→ **WHAT THE TASK ASKS**: Each entry here is to be restated word for word.

→ **TASK MATERIAL**:
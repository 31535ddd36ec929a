use axum::{
    extract::{Path, Query, State},
    http::StatusCode,
    Extension, Json,
};
use axum_extra::extract::WithRejection;
use serde::Deserialize;
use uuid::Uuid;

use models::{job, job::JobStatus, site_settings};
use service::admin_service::{self, AdminUserView, JobUpdate};
use service::site_settings_service::{self, SiteSettingsUpdate};

use crate::errors::JsonApiError;
use crate::extract::{ApiJson, ApiPath, ApiQuery};
use super::auth::{CurrentUser, ServerState};

#[derive(Debug, Default, Deserialize)]
pub struct AdminFilter {
    pub search: Option<String>,
    pub status: Option<String>,
}

#[utoipa::path(get, path = "/api/v1/admin/users", tag = "admin", responses((status = 200, description = "Users"), (status = 403, description = "Superuser only")))]
pub async fn list_users(State(state): State<ServerState>, WithRejection(Query(f), _): ApiQuery<AdminFilter>) -> Result<Json<Vec<AdminUserView>>, JsonApiError> {
    Ok(Json(admin_service::list_users(&state.db, f.search.as_deref(), f.status.as_deref()).await?))
}

#[utoipa::path(post, path = "/api/v1/admin/users/{id}/suspend", tag = "admin", responses((status = 204, description = "Suspended"), (status = 400, description = "Own account"), (status = 404, description = "Not found")))]
pub async fn suspend_user(
    State(state): State<ServerState>,
    Extension(CurrentUser(admin)): Extension<CurrentUser>,
    WithRejection(Path(id), _): ApiPath<Uuid>,
) -> Result<StatusCode, JsonApiError> {
    admin_service::suspend_user(&state.db, admin.id, id).await?;
    Ok(StatusCode::NO_CONTENT)
}

#[utoipa::path(post, path = "/api/v1/admin/users/{id}/activate", tag = "admin", responses((status = 204, description = "Activated"), (status = 404, description = "Not found")))]
pub async fn activate_user(State(state): State<ServerState>, WithRejection(Path(id), _): ApiPath<Uuid>) -> Result<StatusCode, JsonApiError> {
    admin_service::activate_user(&state.db, id).await?;
    Ok(StatusCode::NO_CONTENT)
}

#[utoipa::path(get, path = "/api/v1/admin/jobs", tag = "admin", responses((status = 200, description = "All jobs")))]
pub async fn list_jobs(State(state): State<ServerState>, WithRejection(Query(f), _): ApiQuery<AdminFilter>) -> Result<Json<Vec<job::Model>>, JsonApiError> {
    Ok(Json(admin_service::list_jobs(&state.db, f.search.as_deref(), f.status.as_deref()).await?))
}

#[utoipa::path(put, path = "/api/v1/admin/jobs/{id}", tag = "admin", responses((status = 200, description = "Updated"), (status = 404, description = "Not found")))]
pub async fn update_job(
    State(state): State<ServerState>,
    WithRejection(Path(id), _): ApiPath<Uuid>,
    WithRejection(Json(input), _): ApiJson<JobUpdate>,
) -> Result<Json<job::Model>, JsonApiError> {
    Ok(Json(admin_service::update_job(&state.db, id, input).await?))
}

#[utoipa::path(post, path = "/api/v1/admin/jobs/{id}/approve", tag = "admin", responses((status = 204, description = "Approved")))]
pub async fn approve_job(State(state): State<ServerState>, WithRejection(Path(id), _): ApiPath<Uuid>) -> Result<StatusCode, JsonApiError> {
    admin_service::set_job_status(&state.db, id, JobStatus::Approved).await?;
    Ok(StatusCode::NO_CONTENT)
}

#[utoipa::path(post, path = "/api/v1/admin/jobs/{id}/reject", tag = "admin", responses((status = 204, description = "Rejected")))]
pub async fn reject_job(State(state): State<ServerState>, WithRejection(Path(id), _): ApiPath<Uuid>) -> Result<StatusCode, JsonApiError> {
    admin_service::set_job_status(&state.db, id, JobStatus::Rejected).await?;
    Ok(StatusCode::NO_CONTENT)
}

#[utoipa::path(get, path = "/api/v1/admin/site-settings", tag = "admin", responses((status = 200, description = "Site settings")))]
pub async fn get_site_settings(State(state): State<ServerState>) -> Result<Json<site_settings::Model>, JsonApiError> {
    Ok(Json(site_settings_service::get_or_create(&state.db).await?))
}

#[utoipa::path(put, path = "/api/v1/admin/site-settings", tag = "admin", responses((status = 200, description = "Updated")))]
pub async fn update_site_settings(
    State(state): State<ServerState>,
    WithRejection(Json(input), _): ApiJson<SiteSettingsUpdate>,
) -> Result<Json<site_settings::Model>, JsonApiError> {
    Ok(Json(site_settings_service::update(&state.db, input).await?))
}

→ **RESPONSE TO THIS TASK**:
repository 31535ddd36ec929a
use axum::{
    extract::{Path, Query, State},
    http::StatusCode,
    Extension, Json,
};
use axum_extra::extract::WithRejection;
use serde::Deserialize;
use uuid::Uuid;

use models::{job, job::JobStatus, site_settings};
use service::admin_service::{self, AdminUserView, JobUpdate};
use service::site_settings_service::{self, SiteSettingsUpdate};

use crate::errors::JsonApiError;
use crate::extract::{ApiJson, ApiPath, ApiQuery};
use super::auth::{CurrentUser, ServerState};

#[derive(Debug, Default, Deserialize)]
pub struct AdminFilter {
    pub search: Option<String>,
    pub status: Option<String>,
}

#[utoipa::path(get, path = "/api/v1/admin/users", tag = "admin", responses((status = 200, description = "Users"), (status = 403, description = "Superuser only")))]
pub async fn list_users(State(state): State<ServerState>, WithRejection(Query(f), _): ApiQuery<AdminFilter>) -> Result<Json<Vec<AdminUserView>>, JsonApiError> {
    Ok(Json(admin_service::list_users(&state.db, f.search.as_deref(), f.status.as_deref()).await?))
}

#[utoipa::path(post, path = "/api/v1/admin/users/{id}/suspend", tag = "admin", responses((status = 204, description = "Suspended"), (status = 400, description = "Own account"), (status = 404, description = "Not found")))]
pub async fn suspend_user(
    State(state): State<ServerState>,
    Extension(CurrentUser(admin)): Extension<CurrentUser>,
    WithRejection(Path(id), _): ApiPath<Uuid>,
) -> Result<StatusCode, JsonApiError> {
    admin_service::suspend_user(&state.db, admin.id, id).await?;
    Ok(StatusCode::NO_CONTENT)
}

#[utoipa::path(post, path = "/api/v1/admin/users/{id}/activate", tag = "admin", responses((status = 204, description = "Activated"), (status = 404, description = "Not found")))]
pub async fn activate_user(State(state): State<ServerState>, WithRejection(Path(id), _): ApiPath<Uuid>) -> Result<StatusCode, JsonApiError> {
    admin_service::activate_user(&state.db, id).await?;
    Ok(StatusCode::NO_CONTENT)
}

#[utoipa::path(get, path = "/api/v1/admin/jobs", tag = "admin", responses((status = 200, description = "All jobs")))]
pub async fn list_jobs(State(state): State<ServerState>, WithRejection(Query(f), _): ApiQuery<AdminFilter>) -> Result<Json<Vec<job::Model>>, JsonApiError> {
    Ok(Json(admin_service::list_jobs(&state.db, f.search.as_deref(), f.status.as_deref()).await?))
}

#[utoipa::path(put, path = "/api/v1/admin/jobs/{id}", tag = "admin", responses((status = 200, description = "Updated"), (status = 404, description = "Not found")))]
pub async fn update_job(
    State(state): State<ServerState>,
    WithRejection(Path(id), _): ApiPath<Uuid>,
    WithRejection(Json(input), _): ApiJson<JobUpdate>,
) -> Result<Json<job::Model>, JsonApiError> {
    Ok(Json(admin_service::update_job(&state.db, id, input).await?))
}

#[utoipa::path(post, path = "/api/v1/admin/jobs/{id}/approve", tag = "admin", responses((status = 204, description = "Approved")))]
pub async fn approve_job(State(state): State<ServerState>, WithRejection(Path(id), _): ApiPath<Uuid>) -> Result<StatusCode, JsonApiError> {
    admin_service::set_job_status(&state.db, id, JobStatus::Approved).await?;
    Ok(StatusCode::NO_CONTENT)
}

#[utoipa::path(post, path = "/api/v1/admin/jobs/{id}/reject", tag = "admin", responses((status = 204, description = "Rejected")))]
pub async fn reject_job(State(state): State<ServerState>, WithRejection(Path(id), _): ApiPath<Uuid>) -> Result<StatusCode, JsonApiError> {
    admin_service::set_job_status(&state.db, id, JobStatus::Rejected).await?;
    Ok(StatusCode::NO_CONTENT)
}

#[utoipa::path(get, path = "/api/v1/admin/site-settings", tag = "admin", responses((status = 200, description = "Site settings")))]
pub async fn get_site_settings(State(state): State<ServerState>) -> Result<Json<site_settings::Model>, JsonApiError> {
    Ok(Json(site_settings_service::get_or_create(&state.db).await?))
}

#[utoipa::path(put, path = "/api/v1/admin/site-settings", tag = "admin", responses((status = 200, description = "Updated")))]
pub async fn update_site_settings(
    State(state): State<ServerState>,
    WithRejection(Json(input), _): ApiJson<SiteSettingsUpdate>,
) -> Result<Json<site_settings::Model>, JsonApiError> {
    Ok(Json(site_settings_service::update(&state.db, input).await?))
}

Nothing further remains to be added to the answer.